Having been the pariah of nations for decades they had to be totally self-reliant: a war machine unequalled in the history of the Dark Continent came into being. Equipment was designed and perfected. Thousands of men were conscripted, processed, trained and to a certain extent, programmed for warfare.
And then, in the late eighties and early nineties the unimaginable happened: peace broke out!
For many South Africans it was a low blow - all of a sudden they were both without a mission as well as a way to eke out a living.
For years armed conflict was all they knew and lived for and in the new political dispensation their skills were not required and instead, quite frankly, actually frowned upon.
Thus, with uncanny entepeneurial skill and leadership qualities Executive Outcomes (EO), South Africa's first mercenary army was conceived out of necessity and born in comradeship. Although the banners had changed the cause had remained the same.

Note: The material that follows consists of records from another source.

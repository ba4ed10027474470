// SPDX-License-Identifier: Apache-2.0 OR MIT
// Copyright (c) 2025-2026 naskel.com

//! Video fragment header.
//!
//! One datagram carries one fragment: a 20-byte little-endian header
//! followed by `payload_len` bytes of the compressed frame.
//!
//! ```text
//!  0       1        2         4          8            12        16         20
//! +-------+--------+---------+----------+------------+---------+----------+---------
//! | type  | rsvd   | pay_len | sequence | frame_size | offset  | frame_id | payload
//! | (u8)  | (u8)   | (u16)   | (u32)    | (u32)      | (u32)   | (u32)    | ...
//! +-------+--------+---------+----------+------------+---------+----------+---------
//! ```

use crate::error::ProtocolError;

/// Fixed header size.
pub const FRAGMENT_HEADER_SIZE: usize = 20;

/// Parsed fragment header.
#[derive(Debug, Clone, Copy, PartialEq, Eq)]
pub struct FragmentHeader {
    pub stream_type: u8,
    pub reserved: u8,
    pub payload_len: u16,
    pub sequence: u32,
    /// Total size of the frame this fragment belongs to.
    pub frame_size: u32,
    /// Byte offset of this payload within the frame.
    pub offset: u32,
    /// Frame identifier (device timestamp).
    pub frame_id: u32,
}

impl FragmentHeader {
    /// Decode the header from the start of `buf`.
    pub fn decode(buf: &[u8]) -> Result<Self, ProtocolError> {
        if buf.len() < FRAGMENT_HEADER_SIZE {
            return Err(ProtocolError::ShortHeader { len: buf.len() });
        }
        let u32_at = |at: usize| u32::from_le_bytes([buf[at], buf[at + 1], buf[at + 2], buf[at + 3]]);

        Ok(Self {
            stream_type: buf[0],
            reserved: buf[1],
            payload_len: u16::from_le_bytes([buf[2], buf[3]]),
            sequence: u32_at(4),
            frame_size: u32_at(8),
            offset: u32_at(12),
            frame_id: u32_at(16),
        })
    }

    /// Encode the header into its 20-byte wire form.
    pub fn encode(&self) -> [u8; FRAGMENT_HEADER_SIZE] {
        let mut out = [0u8; FRAGMENT_HEADER_SIZE];
        out[0] = self.stream_type;
        out[1] = self.reserved;
        out[2..4].copy_from_slice(&self.payload_len.to_le_bytes());
        out[4..8].copy_from_slice(&self.sequence.to_le_bytes());
        out[8..12].copy_from_slice(&self.frame_size.to_le_bytes());
        out[12..16].copy_from_slice(&self.offset.to_le_bytes());
        out[16..20].copy_from_slice(&self.frame_id.to_le_bytes());
        out
    }

    /// End of this fragment's payload within the frame.
    pub fn end(&self) -> u64 {
        u64::from(self.offset) + u64::from(self.payload_len)
    }
}

/// A parsed datagram: header plus a borrowed payload.
#[derive(Debug, Clone, Copy)]
pub struct Fragment<'a> {
    pub header: FragmentHeader,
    pub payload: &'a [u8],
}

impl<'a> Fragment<'a> {
    /// Parse one datagram.
    ///
    /// Bytes past `payload_len` are ignored; a datagram shorter than its
    /// declared payload is rejected.
    pub fn parse(datagram: &'a [u8]) -> Result<Self, ProtocolError> {
        let header = FragmentHeader::decode(datagram)?;
        let declared = header.payload_len as usize;
        let available = datagram.len() - FRAGMENT_HEADER_SIZE;
        if available < declared {
            return Err(ProtocolError::TruncatedPayload {
                declared,
                available,
            });
        }

        Ok(Self {
            header,
            payload: &datagram[FRAGMENT_HEADER_SIZE..FRAGMENT_HEADER_SIZE + declared],
        })
    }

    /// Build a datagram (header with `payload_len` filled in + payload).
    ///
    /// Used by device simulators and tests.
    pub fn build(mut header: FragmentHeader, payload: &[u8]) -> Vec<u8> {
        header.payload_len = payload.len() as u16;
        let mut datagram = Vec::with_capacity(FRAGMENT_HEADER_SIZE + payload.len());
        datagram.extend_from_slice(&header.encode());
        datagram.extend_from_slice(payload);
        datagram
    }
}

#[cfg(test)]
mod tests {
    use super::*;

    fn header(frame_id: u32, frame_size: u32, offset: u32) -> FragmentHeader {
        FragmentHeader {
            stream_type: 1,
            reserved: 0,
            payload_len: 0,
            sequence: 5,
            frame_size,
            offset,
            frame_id,
        }
    }

    #[test]
    fn test_decode_little_endian_fields() {
        let mut raw = [0u8; 20];
        raw[0] = 1;
        raw[2] = 10; // payload_len = 10
        raw[4] = 5; // sequence = 5
        raw[8] = 10; // frame_size = 10
        raw[16] = 42; // frame_id = 42
        raw[17] = 1; // frame_id = 42 + 256

        let h = FragmentHeader::decode(&raw).unwrap();
        assert_eq!(h.stream_type, 1);
        assert_eq!(h.payload_len, 10);
        assert_eq!(h.sequence, 5);
        assert_eq!(h.frame_size, 10);
        assert_eq!(h.offset, 0);
        assert_eq!(h.frame_id, 298);
    }

    #[test]
    fn test_short_header_rejected() {
        assert_eq!(
            FragmentHeader::decode(&[0u8; 19]),
            Err(ProtocolError::ShortHeader { len: 19 })
        );
    }

    #[test]
    fn test_parse_ignores_trailing_bytes() {
        let mut datagram = Fragment::build(header(1, 100, 0), &[9, 9, 9]);
        datagram.extend_from_slice(&[0xEE; 4]);

        let frag = Fragment::parse(&datagram).unwrap();
        assert_eq!(frag.header.payload_len, 3);
        assert_eq!(frag.payload, &[9, 9, 9]);
    }

    #[test]
    fn test_parse_rejects_truncated_payload() {
        let mut datagram = Fragment::build(header(1, 100, 0), &[1, 2, 3, 4]);
        datagram.truncate(FRAGMENT_HEADER_SIZE + 2);

        assert_eq!(
            Fragment::parse(&datagram).unwrap_err(),
            ProtocolError::TruncatedPayload {
                declared: 4,
                available: 2
            }
        );
    }

    #[test]
    fn test_end_does_not_overflow() {
        let h = FragmentHeader {
            offset: u32::MAX,
            payload_len: u16::MAX,
            ..header(1, 1, 0)
        };
        assert_eq!(h.end(), u64::from(u32::MAX) + u64::from(u16::MAX));
    }
}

Jim Hooper, an American author and journalist currently residing in England and a veteran of the armed conflicts in Southern Africa, was invited and allowed into the inner sanctum of EO. In "Bloodsong! A first hand account of a modern private army in action" the combatants themselves recount the exploits of EO graphically. The volte-face of EO by siding with an erstwhile enemy is discussed and so is the harassment of EO and members of their families by both old-guard South Africans and paranoid new politicians.
During their involvement in Angola EO was paid the ultimate compliment: they were approached by the Angolans to retrain their army.
Bloodsong! is well written and researched and Hooper reveals a compasionate insight in the driving force behind all those involved. The narrative is sober and according to an EO-leader
"as close to the truth as possible".
Although one would have preferred more accounts of the "grunts" themselves the book is reccommended to all thse with an interest in military operations.
A truly informative can't-put-down must read!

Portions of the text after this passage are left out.